THE PROBLEM: Would you please retype the records that follow, word for word?

─── INFORMATION ───

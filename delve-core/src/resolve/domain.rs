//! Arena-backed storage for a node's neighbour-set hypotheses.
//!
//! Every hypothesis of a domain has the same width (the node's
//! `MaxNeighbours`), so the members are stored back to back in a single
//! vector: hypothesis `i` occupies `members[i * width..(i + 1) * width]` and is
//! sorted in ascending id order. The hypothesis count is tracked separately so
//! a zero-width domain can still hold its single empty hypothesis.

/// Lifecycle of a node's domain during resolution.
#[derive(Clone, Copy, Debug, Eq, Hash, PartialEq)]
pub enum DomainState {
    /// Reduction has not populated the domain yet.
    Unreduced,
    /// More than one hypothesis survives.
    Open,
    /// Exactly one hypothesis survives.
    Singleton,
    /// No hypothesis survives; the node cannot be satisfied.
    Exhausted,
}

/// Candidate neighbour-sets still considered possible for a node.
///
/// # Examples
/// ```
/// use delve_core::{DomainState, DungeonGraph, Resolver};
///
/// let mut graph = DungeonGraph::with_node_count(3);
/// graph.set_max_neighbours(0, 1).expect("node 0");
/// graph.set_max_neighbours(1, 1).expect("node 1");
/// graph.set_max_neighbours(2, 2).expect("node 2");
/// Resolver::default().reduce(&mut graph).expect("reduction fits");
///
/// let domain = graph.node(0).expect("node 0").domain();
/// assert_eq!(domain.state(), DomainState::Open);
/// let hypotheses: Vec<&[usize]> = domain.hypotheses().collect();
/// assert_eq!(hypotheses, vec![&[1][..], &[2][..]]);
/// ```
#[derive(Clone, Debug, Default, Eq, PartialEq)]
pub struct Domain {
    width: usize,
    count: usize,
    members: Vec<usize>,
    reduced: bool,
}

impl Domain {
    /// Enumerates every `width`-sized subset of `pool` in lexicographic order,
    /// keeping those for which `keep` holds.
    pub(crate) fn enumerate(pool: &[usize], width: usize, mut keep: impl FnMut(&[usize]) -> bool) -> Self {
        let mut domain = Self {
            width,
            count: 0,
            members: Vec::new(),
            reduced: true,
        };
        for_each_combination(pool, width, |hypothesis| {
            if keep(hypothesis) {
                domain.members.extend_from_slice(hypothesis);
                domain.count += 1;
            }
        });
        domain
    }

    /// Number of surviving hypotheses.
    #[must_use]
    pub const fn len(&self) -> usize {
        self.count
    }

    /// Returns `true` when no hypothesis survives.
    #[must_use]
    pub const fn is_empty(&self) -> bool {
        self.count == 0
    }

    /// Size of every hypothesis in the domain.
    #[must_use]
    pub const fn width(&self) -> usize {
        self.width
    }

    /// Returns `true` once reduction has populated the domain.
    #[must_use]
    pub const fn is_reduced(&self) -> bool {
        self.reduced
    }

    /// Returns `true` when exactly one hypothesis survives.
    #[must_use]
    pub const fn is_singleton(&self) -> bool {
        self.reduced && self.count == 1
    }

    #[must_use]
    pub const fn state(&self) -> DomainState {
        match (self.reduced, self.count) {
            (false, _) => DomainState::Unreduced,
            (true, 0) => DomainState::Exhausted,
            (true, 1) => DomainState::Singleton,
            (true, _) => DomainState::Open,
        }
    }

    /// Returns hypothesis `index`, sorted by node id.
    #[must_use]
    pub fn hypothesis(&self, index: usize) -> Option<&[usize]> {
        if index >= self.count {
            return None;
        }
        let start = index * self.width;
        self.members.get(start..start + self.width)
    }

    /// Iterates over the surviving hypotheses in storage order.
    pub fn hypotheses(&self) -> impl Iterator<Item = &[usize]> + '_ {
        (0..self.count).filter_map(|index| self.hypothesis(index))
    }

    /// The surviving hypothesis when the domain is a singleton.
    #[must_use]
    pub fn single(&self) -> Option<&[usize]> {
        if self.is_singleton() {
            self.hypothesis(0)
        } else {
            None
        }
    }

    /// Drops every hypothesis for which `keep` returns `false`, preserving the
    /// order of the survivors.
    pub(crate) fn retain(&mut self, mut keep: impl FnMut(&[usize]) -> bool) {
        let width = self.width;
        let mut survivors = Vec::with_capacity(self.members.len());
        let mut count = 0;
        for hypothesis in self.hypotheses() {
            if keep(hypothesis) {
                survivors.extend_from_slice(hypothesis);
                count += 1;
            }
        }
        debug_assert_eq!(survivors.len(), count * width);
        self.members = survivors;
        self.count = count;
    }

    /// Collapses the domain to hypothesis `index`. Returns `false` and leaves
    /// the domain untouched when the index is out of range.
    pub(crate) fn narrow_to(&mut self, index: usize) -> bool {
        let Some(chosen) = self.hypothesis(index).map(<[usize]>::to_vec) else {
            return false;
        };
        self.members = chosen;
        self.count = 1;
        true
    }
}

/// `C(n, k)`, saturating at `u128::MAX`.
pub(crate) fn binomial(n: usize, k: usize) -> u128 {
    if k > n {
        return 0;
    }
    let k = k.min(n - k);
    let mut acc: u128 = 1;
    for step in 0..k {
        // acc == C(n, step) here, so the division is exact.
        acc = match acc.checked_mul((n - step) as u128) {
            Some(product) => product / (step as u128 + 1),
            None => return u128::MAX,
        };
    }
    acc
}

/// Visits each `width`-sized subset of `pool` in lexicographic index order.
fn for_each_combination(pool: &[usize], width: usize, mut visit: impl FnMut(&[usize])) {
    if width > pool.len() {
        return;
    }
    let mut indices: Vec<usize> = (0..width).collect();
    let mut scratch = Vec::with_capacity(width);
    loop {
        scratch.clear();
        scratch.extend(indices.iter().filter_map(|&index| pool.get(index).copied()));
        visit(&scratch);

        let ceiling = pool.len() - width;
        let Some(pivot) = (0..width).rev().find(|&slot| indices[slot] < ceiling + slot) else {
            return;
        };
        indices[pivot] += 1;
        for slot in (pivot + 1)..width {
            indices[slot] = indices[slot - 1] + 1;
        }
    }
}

───

RESPONSE:
filename delve-core/src/resolve/domain.rs
//! Arena-backed storage for a node's neighbour-set hypotheses.
//!
//! Every hypothesis of a domain has the same width (the node's
//! `MaxNeighbours`), so the members are stored back to back in a single
//! vector: hypothesis `i` occupies `members[i * width..(i + 1) * width]` and is
//! sorted in ascending id order. The hypothesis count is tracked separately so
//! a zero-width domain can still hold its single empty hypothesis.

/// Lifecycle of a node's domain during resolution.
#[derive(Clone, Copy, Debug, Eq, Hash, PartialEq)]
pub enum DomainState {
    /// Reduction has not populated the domain yet.
    Unreduced,
    /// More than one hypothesis survives.
    Open,
    /// Exactly one hypothesis survives.
    Singleton,
    /// No hypothesis survives; the node cannot be satisfied.
    Exhausted,
}

/// Candidate neighbour-sets still considered possible for a node.
///
/// # Examples
/// ```
/// use delve_core::{DomainState, DungeonGraph, Resolver};
///
/// let mut graph = DungeonGraph::with_node_count(3);
/// graph.set_max_neighbours(0, 1).expect("node 0");
/// graph.set_max_neighbours(1, 1).expect("node 1");
/// graph.set_max_neighbours(2, 2).expect("node 2");
/// Resolver::default().reduce(&mut graph).expect("reduction fits");
///
/// let domain = graph.node(0).expect("node 0").domain();
/// assert_eq!(domain.state(), DomainState::Open);
/// let hypotheses: Vec<&[usize]> = domain.hypotheses().collect();
/// assert_eq!(hypotheses, vec![&[1][..], &[2][..]]);
/// ```
#[derive(Clone, Debug, Default, Eq, PartialEq)]
pub struct Domain {
    width: usize,
    count: usize,
    members: Vec<usize>,
    reduced: bool,
}

impl Domain {
    /// Enumerates every `width`-sized subset of `pool` in lexicographic order,
    /// keeping those for which `keep` holds.
    pub(crate) fn enumerate(pool: &[usize], width: usize, mut keep: impl FnMut(&[usize]) -> bool) -> Self {
        let mut domain = Self {
            width,
            count: 0,
            members: Vec::new(),
            reduced: true,
        };
        for_each_combination(pool, width, |hypothesis| {
            if keep(hypothesis) {
                domain.members.extend_from_slice(hypothesis);
                domain.count += 1;
            }
        });
        domain
    }

    /// Number of surviving hypotheses.
    #[must_use]
    pub const fn len(&self) -> usize {
        self.count
    }

    /// Returns `true` when no hypothesis survives.
    #[must_use]
    pub const fn is_empty(&self) -> bool {
        self.count == 0
    }

    /// Size of every hypothesis in the domain.
    #[must_use]
    pub const fn width(&self) -> usize {
        self.width
    }

    /// Returns `true` once reduction has populated the domain.
    #[must_use]
    pub const fn is_reduced(&self) -> bool {
        self.reduced
    }

    /// Returns `true` when exactly one hypothesis survives.
    #[must_use]
    pub const fn is_singleton(&self) -> bool {
        self.reduced && self.count == 1
    }

    #[must_use]
    pub const fn state(&self) -> DomainState {
        match (self.reduced, self.count) {
            (false, _) => DomainState::Unreduced,
            (true, 0) => DomainState::Exhausted,
            (true, 1) => DomainState::Singleton,
            (true, _) => DomainState::Open,
        }
    }

    /// Returns hypothesis `index`, sorted by node id.
    #[must_use]
    pub fn hypothesis(&self, index: usize) -> Option<&[usize]> {
        if index >= self.count {
            return None;
        }
        let start = index * self.width;
        self.members.get(start..start + self.width)
    }

    /// Iterates over the surviving hypotheses in storage order.
    pub fn hypotheses(&self) -> impl Iterator<Item = &[usize]> + '_ {
        (0..self.count).filter_map(|index| self.hypothesis(index))
    }

    /// The surviving hypothesis when the domain is a singleton.
    #[must_use]
    pub fn single(&self) -> Option<&[usize]> {
        if self.is_singleton() {
            self.hypothesis(0)
        } else {
            None
        }
    }

    /// Drops every hypothesis for which `keep` returns `false`, preserving the
    /// order of the survivors.
    pub(crate) fn retain(&mut self, mut keep: impl FnMut(&[usize]) -> bool) {
        let width = self.width;
        let mut survivors = Vec::with_capacity(self.members.len());
        let mut count = 0;
        for hypothesis in self.hypotheses() {
            if keep(hypothesis) {
                survivors.extend_from_slice(hypothesis);
                count += 1;
            }
        }
        debug_assert_eq!(survivors.len(), count * width);
        self.members = survivors;
        self.count = count;
    }

    /// Collapses the domain to hypothesis `index`. Returns `false` and leaves
    /// the domain untouched when the index is out of range.
    pub(crate) fn narrow_to(&mut self, index: usize) -> bool {
        let Some(chosen) = self.hypothesis(index).map(<[usize]>::to_vec) else {
            return false;
        };
        self.members = chosen;
        self.count = 1;
        true
    }
}

/// `C(n, k)`, saturating at `u128::MAX`.
pub(crate) fn binomial(n: usize, k: usize) -> u128 {
    if k > n {
        return 0;
    }
    let k = k.min(n - k);
    let mut acc: u128 = 1;
    for step in 0..k {
        // acc == C(n, step) here, so the division is exact.
        acc = match acc.checked_mul((n - step) as u128) {
            Some(product) => product / (step as u128 + 1),
            None => return u128::MAX,
        };
    }
    acc
}

/// Visits each `width`-sized subset of `pool` in lexicographic index order.
fn for_each_combination(pool: &[usize], width: usize, mut visit: impl FnMut(&[usize])) {
    if width > pool.len() {
        return;
    }
    let mut indices: Vec<usize> = (0..width).collect();
    let mut scratch = Vec::with_capacity(width);
    loop {
        scratch.clear();
        scratch.extend(indices.iter().filter_map(|&index| pool.get(index).copied()));
        visit(&scratch);

        let ceiling = pool.len() - width;
        let Some(pivot) = (0..width).rev().find(|&slot| indices[slot] < ceiling + slot) else {
            return;
        };
        indices[pivot] += 1;
        for slot in (pivot + 1)..width {
            indices[slot] = indices[slot - 1] + 1;
        }
    }
}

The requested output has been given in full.